- What you should do: Find the string "mine" in the listing below and return each line it appears in.

----- Data supplied

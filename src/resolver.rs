//! Gene → candidate structure resolution.

use crate::error::StructviewError;
use crate::service::Backend;

/// Resolve the ordered candidate structure identifiers for `gene_id`.
///
/// Looks up the gene's proteins against `service_url`, takes the first
/// protein's primary accession and returns the structure identifiers
/// cross-referenced by it, in service order.
///
/// # Errors
///
/// Propagates lookup failures; a gene without proteins yields
/// [`StructviewError::NoProteins`].
pub fn resolve(
    backend: &dyn Backend,
    gene_id: &str,
    service_url: &str,
) -> Result<Vec<String>, StructviewError> {
    log::info!("resolving structures for gene {gene_id} via {service_url}");
    let gene = backend.gene_to_protein(gene_id, service_url)?;
    let accession = gene
        .proteins
        .into_iter()
        .next()
        .map(|p| p.primary_accession)
        .ok_or_else(|| StructviewError::NoProteins {
            gene_id: gene_id.to_owned(),
        })?;
    log::debug!("gene {gene_id} → accession {accession}");

    let ids = backend.accession_to_pdb(&accession)?;
    log::info!("{} structure(s) for {accession}", ids.len());
    Ok(ids)
}

#[cfg(test)]
mod tests {
    use super::*;
    use crate::error::RESOLVE_FALLBACK_MESSAGE;
    use crate::service::mock::{Call, MockBackend};
    use crate::service::GeneRecord;

    #[test]
    fn returns_ids_in_lookup_order() {
        let backend = MockBackend::with_ids(&["2XYZ", "1ABC", "3DEF"]);
        let ids = resolve(&backend, "G1", "https://mine.example").unwrap();
        assert_eq!(ids, vec!["2XYZ", "1ABC", "3DEF"]);
        assert_eq!(
            backend.calls(),
            vec![
                Call::GeneToProtein("G1".into(), "https://mine.example".into()),
                Call::AccessionToPdb("P1".into()),
            ]
        );
    }

    #[test]
    fn gene_without_proteins_fails_before_second_lookup() {
        let backend = MockBackend {
            gene: Some(GeneRecord::default()),
            ..MockBackend::with_ids(&["1ABC"])
        };
        let err = resolve(&backend, "G1", "url").unwrap_err();
        assert!(matches!(err, StructviewError::NoProteins { .. }));
        assert_eq!(err.user_message(), RESOLVE_FALLBACK_MESSAGE);
        assert_eq!(backend.calls().len(), 1);
    }

    #[test]
    fn lookup_failure_propagates() {
        let backend = MockBackend {
            gene_error: Some("connection reset".into()),
            ..MockBackend::default()
        };
        let err = resolve(&backend, "G1", "url").unwrap_err();
        assert_eq!(err.user_message(), RESOLVE_FALLBACK_MESSAGE);
    }
}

----------

- Result for this exercise:
        let ids = resolve(&backend, "G1", "https://mine.example").unwrap();
                Call::GeneToProtein("G1".into(), "https://mine.example".into()),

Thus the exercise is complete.